**About this exercise:** From the records below, print exactly the lines starting at the one containing "let mut expression" and ending at the one containing "Evaluate the source", ends included, and nothing else.

**Data extracts:**
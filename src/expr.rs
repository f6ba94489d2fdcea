//! Repeat expression parsing and compiled accessors.
//!
//! A repeat expression looks like `[label as] item in collection [track by key]`:
//!
//! ```text
//! expression = "address.id as address in addresses | filter: $select.search track by address.id"
//! item_alias = "address"
//! source     = "addresses | filter: $select.search"
//! track_by   = "address.id"
//! mapper     = "address.id"
//! ```
//!
//! Every sub-expression is compiled once into an [`Accessor`] so evaluation never
//! re-parses strings.

use crate::error::{Error, Result};
use once_cell::sync::Lazy;
use regex::Regex;
use serde_json::{json, Value};

static REPEAT_RE: Lazy<Regex> = Lazy::new(|| {
    Regex::new(
        r"^\s*(?:([\s\S]+?)\s+as\s+)?([\S]+?)\s+in\s+([\s\S]+?)(?:\s+track\s+by\s+([\s\S]+?))?\s*$",
    )
    .expect("repeat grammar is a valid regex")
});

/// Name under which the controller exposes itself to source expressions.
pub const SELECT_LOCAL: &str = "$select";

pub const GROUP_REPEAT_EXPRESSION: &str = "$group in $select.groups";

/// Named values visible to an accessor ahead of the scope.
pub type Locals<'a> = [(&'a str, &'a Value)];

#[derive(Debug, Clone, PartialEq, Eq)]
enum Step {
    Field(String),
    Index(usize),
}

#[derive(Debug, Clone, PartialEq, Eq)]
struct Path {
    root: String,
    steps: Vec<Step>,
}

#[derive(Debug, Clone, PartialEq, Eq)]
enum Stage {
    Filter(Path),
}

/// A compiled getter: a path into the locals/scope followed by pipe stages.
#[derive(Debug, Clone, PartialEq, Eq)]
pub struct Accessor {
    text: String,
    path: Path,
    stages: Vec<Stage>,
}

fn is_ident_start(c: char) -> bool {
    c.is_ascii_alphabetic() || c == '_' || c == '$'
}

fn is_ident_char(c: char) -> bool {
    c.is_ascii_alphanumeric() || c == '_' || c == '$'
}

fn is_identifier(s: &str) -> bool {
    let mut chars = s.chars();
    chars.next().is_some_and(is_ident_start) && chars.all(is_ident_char)
}

// split on `sep` outside of quoted bracket keys
fn split_top_level(text: &str, sep: char) -> Vec<&str> {
    let mut parts = Vec::new();
    let mut quote: Option<char> = None;
    let mut start = 0usize;
    for (i, c) in text.char_indices() {
        match quote {
            Some(q) if c == q => quote = None,
            Some(_) => {}
            None if c == '"' || c == '\'' => quote = Some(c),
            None if c == sep => {
                parts.push(&text[start..i]);
                start = i + c.len_utf8();
            }
            None => {}
        }
    }
    parts.push(&text[start..]);
    parts
}

fn parse_path(text: &str, whole: &str) -> Result<Path> {
    let text = text.trim();
    let chars: Vec<char> = text.chars().collect();
    let mut i = 0usize;
    let read_ident = |i: &mut usize| -> Option<String> {
        if *i < chars.len() && is_ident_start(chars[*i]) {
            let start = *i;
            while *i < chars.len() && is_ident_char(chars[*i]) {
                *i += 1;
            }
            Some(chars[start..*i].iter().collect())
        } else {
            None
        }
    };

    let root = read_ident(&mut i)
        .ok_or_else(|| Error::syntax(whole, format!("expected identifier in '{text}'")))?;
    let mut steps = Vec::new();
    while i < chars.len() {
        match chars[i] {
            '.' => {
                i += 1;
                let field = read_ident(&mut i).ok_or_else(|| {
                    Error::syntax(whole, format!("expected field name after '.' in '{text}'"))
                })?;
                steps.push(Step::Field(field));
            }
            '[' => {
                let close = chars[i..]
                    .iter()
                    .position(|&c| c == ']')
                    .map(|p| p + i)
                    .ok_or_else(|| Error::syntax(whole, format!("unclosed '[' in '{text}'")))?;
                let inner: String = chars[i + 1..close].iter().collect();
                let inner = inner.trim();
                let quoted = inner.len() >= 2
                    && ((inner.starts_with('"') && inner.ends_with('"'))
                        || (inner.starts_with('\'') && inner.ends_with('\'')));
                if quoted {
                    steps.push(Step::Field(inner[1..inner.len() - 1].to_string()));
                } else {
                    let n = inner.parse::<usize>().map_err(|_| {
                        Error::syntax(whole, format!("invalid index '[{inner}]' in '{text}'"))
                    })?;
                    steps.push(Step::Index(n));
                }
                i = close + 1;
            }
            c => {
                return Err(Error::syntax(
                    whole,
                    format!("unexpected '{c}' in '{text}'"),
                ))
            }
        }
    }
    Ok(Path { root, steps })
}

impl Path {
    fn eval(&self, scope: &Value, locals: &Locals) -> Value {
        let base = locals
            .iter()
            .find(|(name, _)| *name == self.root)
            .map(|(_, v)| *v)
            .or_else(|| scope.get(&self.root));
        let Some(mut cur) = base else {
            return Value::Null;
        };
        for step in &self.steps {
            let next = match step {
                Step::Field(f) => cur.get(f.as_str()),
                Step::Index(n) => cur.get(*n),
            };
            match next {
                Some(v) => cur = v,
                None => return Value::Null,
            }
        }
        cur.clone()
    }
}

fn needle_text(v: &Value) -> String {
    match v {
        Value::String(s) => s.clone(),
        Value::Number(n) => n.to_string(),
        Value::Bool(b) => b.to_string(),
        _ => String::new(),
    }
}

fn contains_text(v: &Value, needle_lower: &str) -> bool {
    match v {
        Value::String(s) => s.to_lowercase().contains(needle_lower),
        Value::Number(n) => n.to_string().contains(needle_lower),
        Value::Bool(b) => b.to_string().contains(needle_lower),
        Value::Array(a) => a.iter().any(|x| contains_text(x, needle_lower)),
        Value::Object(o) => o.values().any(|x| contains_text(x, needle_lower)),
        Value::Null => false,
    }
}

impl Accessor {
    /// Compile `path [| filter: path]*`.
    pub fn compile(text: &str) -> Result<Accessor> {
        let parts = split_top_level(text, '|');
        let path = parse_path(parts[0], text)?;
        let mut stages = Vec::new();
        for stage in &parts[1..] {
            let stage = stage.trim();
            let arg = stage
                .strip_prefix("filter")
                .map(str::trim_start)
                .and_then(|s| s.strip_prefix(':'))
                .ok_or_else(|| Error::syntax(text, format!("unknown pipe stage '{stage}'")))?;
            stages.push(Stage::Filter(parse_path(arg, text)?));
        }
        Ok(Accessor {
            text: text.trim().to_string(),
            path,
            stages,
        })
    }

    /// Accessor for a bare identifier known to be valid.
    pub(crate) fn identifier(name: &str) -> Accessor {
        Accessor {
            text: name.to_string(),
            path: Path {
                root: name.to_string(),
                steps: vec![],
            },
            stages: vec![],
        }
    }

    pub fn text(&self) -> &str {
        &self.text
    }

    /// Name the path starts from.
    pub fn root(&self) -> &str {
        &self.path.root
    }

    /// Evaluate against `locals` first and `scope` second; missing paths are null.
    pub fn eval(&self, scope: &Value, locals: &Locals) -> Value {
        let mut value = self.path.eval(scope, locals);
        for stage in &self.stages {
            match stage {
                Stage::Filter(arg) => {
                    let needle = needle_text(&arg.eval(scope, locals)).to_lowercase();
                    if needle.is_empty() {
                        continue;
                    }
                    value = match value {
                        Value::Array(items) => Value::Array(
                            items
                                .into_iter()
                                .filter(|it| contains_text(it, &needle))
                                .collect(),
                        ),
                        other => other,
                    };
                }
            }
        }
        value
    }
}

/// Loose truthiness used for disable expressions.
pub fn truthy(v: &Value) -> bool {
    match v {
        Value::Null => false,
        Value::Bool(b) => *b,
        Value::Number(n) => n.as_f64().is_some_and(|f| f != 0.0),
        Value::String(s) => !s.is_empty(),
        Value::Array(_) | Value::Object(_) => true,
    }
}

/// Parsed repeat expression. Immutable once built.
#[derive(Debug, Clone, PartialEq, Eq)]
pub struct RepeatExpr {
    pub item_alias: String,
    pub source: Accessor,
    pub track_by: Option<Accessor>,
    pub model_mapper: Accessor,
}

impl RepeatExpr {
    pub fn parse(expression: &str) -> Result<RepeatExpr> {
        let caps = REPEAT_RE
            .captures(expression)
            .ok_or_else(|| Error::syntax(expression, "no match"))?;
        let item_alias = caps.get(2).map(|m| m.as_str()).unwrap_or_default();
        if !is_identifier(item_alias) {
            return Err(Error::syntax(
                expression,
                format!("item alias '{item_alias}' is not an identifier"),
            ));
        }
        let source = Accessor::compile(caps.get(3).map(|m| m.as_str()).unwrap_or_default())?;
        let track_by = caps
            .get(4)
            .map(|m| Accessor::compile(m.as_str()))
            .transpose()?;
        let model_mapper = match caps.get(1) {
            Some(label) => Accessor::compile(label.as_str())?,
            None => Accessor::identifier(item_alias),
        };
        Ok(RepeatExpr {
            item_alias: item_alias.to_string(),
            source,
            track_by,
            model_mapper,
        })
    }

    /// `item in items`, the expression used when nothing else is given.
    pub fn plain(item_alias: &str, source: &str) -> RepeatExpr {
        RepeatExpr {
            item_alias: item_alias.to_string(),
            source: Accessor::identifier(source),
            track_by: None,
            model_mapper: Accessor::identifier(item_alias),
        }
    }

    /// Row repeat expression for a templating collaborator.
    pub fn repeat_expression(&self, grouped: bool) -> String {
        let mut expression = format!(
            "{} in {}",
            self.item_alias,
            if grouped { "$group.items" } else { "$select.items" }
        );
        if let Some(track) = &self.track_by {
            expression.push_str(" track by ");
            expression.push_str(track.text());
        }
        expression
    }

    /// Evaluate the source collection with `$select.search` bound to `search`.
    pub fn source_value(&self, scope: &Value, search: &str) -> Value {
        let select = json!({ "search": search });
        self.source.eval(scope, &[(SELECT_LOCAL, &select)])
    }

    /// External model value for one item.
    pub fn map(&self, scope: &Value, item: &Value) -> Value {
        self.model_mapper.eval(scope, &[(self.item_alias.as_str(), item)])
    }

    pub fn track_key(&self, scope: &Value, item: &Value) -> Option<Value> {
        let track = self.track_by.as_ref()?;
        let key = track.eval(scope, &[(self.item_alias.as_str(), item)]);
        if key.is_null() {
            None
        } else {
            Some(key)
        }
    }

    /// Item identity: tracking key when both sides have one, else value equality.
    pub fn same_item(&self, scope: &Value, a: &Value, b: &Value) -> bool {
        match (self.track_key(scope, a), self.track_key(scope, b)) {
            (Some(ka), Some(kb)) => ka == kb,
            _ => a == b,
        }
    }
}

#[cfg(test)]
mod tests {
    use super::*;

    #[test]
    fn parses_alias_source_and_optional_clauses() {
        let r = RepeatExpr::parse("address in addresses track by address.id").unwrap();
        assert_eq!(r.item_alias, "address");
        assert_eq!(r.source.text(), "addresses");
        assert_eq!(r.track_by.as_ref().map(Accessor::text), Some("address.id"));
        assert_eq!(r.model_mapper.text(), "address");

        let r = RepeatExpr::parse("  person.email as person in people  ").unwrap();
        assert_eq!(r.item_alias, "person");
        assert_eq!(r.model_mapper.text(), "person.email");
        assert!(r.track_by.is_none());
    }

    #[test]
    fn label_scenario_from_colors() {
        let r = RepeatExpr::parse("c as p in colors").unwrap();
        assert_eq!(r.item_alias, "p");
        assert_eq!(r.model_mapper.text(), "c");
        assert_eq!(r.source.root(), "colors");
    }

    #[test]
    fn rejects_malformed_expressions() {
        for bad in ["", "items", "in items", "item of items", "a b in items", "x in items.", "x in items | sort"] {
            let err = RepeatExpr::parse(bad).unwrap_err();
            assert!(matches!(err, Error::ExpressionSyntax { .. }), "{bad}");
        }
    }

    #[test]
    fn derived_repeat_expression_round_trips() {
        for src in [
            "item in items",
            "p.name as p in people track by p.id",
            "c as color in palette.colors",
        ] {
            let r = RepeatExpr::parse(src).unwrap();
            for grouped in [false, true] {
                let again = RepeatExpr::parse(&r.repeat_expression(grouped)).unwrap();
                assert_eq!(again.item_alias, r.item_alias);
                assert_eq!(
                    again.track_by.as_ref().map(Accessor::text),
                    r.track_by.as_ref().map(Accessor::text)
                );
            }
            let mapper = Accessor::compile(r.model_mapper.text()).unwrap();
            assert_eq!(mapper, r.model_mapper);
        }
        let r = RepeatExpr::parse("p in people track by p.id").unwrap();
        assert_eq!(r.repeat_expression(true), "p in $group.items track by p.id");
        assert_eq!(r.repeat_expression(false), "p in $select.items track by p.id");
        assert_eq!(GROUP_REPEAT_EXPRESSION, "$group in $select.groups");
    }

    #[test]
    fn accessor_paths_resolve_locals_then_scope() {
        let scope = json!({"p": {"name": "scope"}, "list": [{"k": "a"}, {"k": "b"}]});
        let local = json!({"name": "local"});
        let a = Accessor::compile("p.name").unwrap();
        assert_eq!(a.eval(&scope, &[("p", &local)]), json!("local"));
        assert_eq!(a.eval(&scope, &[]), json!("scope"));
        assert_eq!(Accessor::compile("list[1].k").unwrap().eval(&scope, &[]), json!("b"));
        assert_eq!(Accessor::compile("list[7].k").unwrap().eval(&scope, &[]), Value::Null);
        assert_eq!(
            Accessor::compile("p['name']").unwrap().eval(&scope, &[]),
            json!("scope")
        );
    }

    #[test]
    fn filter_stage_uses_search_text() {
        let scope = json!({"colors": [{"name": "Red"}, {"name": "Green"}, {"name": "Grey"}]});
        let r = RepeatExpr::parse("c in colors | filter: $select.search").unwrap();
        assert_eq!(r.source_value(&scope, "gr"), json!([{"name": "Green"}, {"name": "Grey"}]));
        assert_eq!(r.source_value(&scope, ""), scope["colors"]);
    }

    #[test]
    fn identity_prefers_tracking_key() {
        let r = RepeatExpr::parse("p in people track by p.id").unwrap();
        let scope = json!({});
        assert!(r.same_item(&scope, &json!({"id": 1, "v": "a"}), &json!({"id": 1, "v": "b"})));
        assert!(!r.same_item(&scope, &json!({"id": 1}), &json!({"id": 2})));
        // no key on either side: plain equality
        assert!(r.same_item(&scope, &json!("x"), &json!("x")));
    }

    #[test]
    fn truthiness() {
        assert!(!truthy(&Value::Null));
        assert!(!truthy(&json!(0)));
        assert!(!truthy(&json!("")));
        assert!(truthy(&json!("x")));
        assert!(truthy(&json!({})));
    }
}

**Response to this task:**
        let mut expression = format!(
            "{} in {}",
            self.item_alias,
            if grouped { "$group.items" } else { "$select.items" }
        );
        if let Some(track) = &self.track_by {
            expression.push_str(" track by ");
            expression.push_str(track.text());
        }
        expression
    }

    /// Evaluate the source collection with `$select.search` bound to `search`.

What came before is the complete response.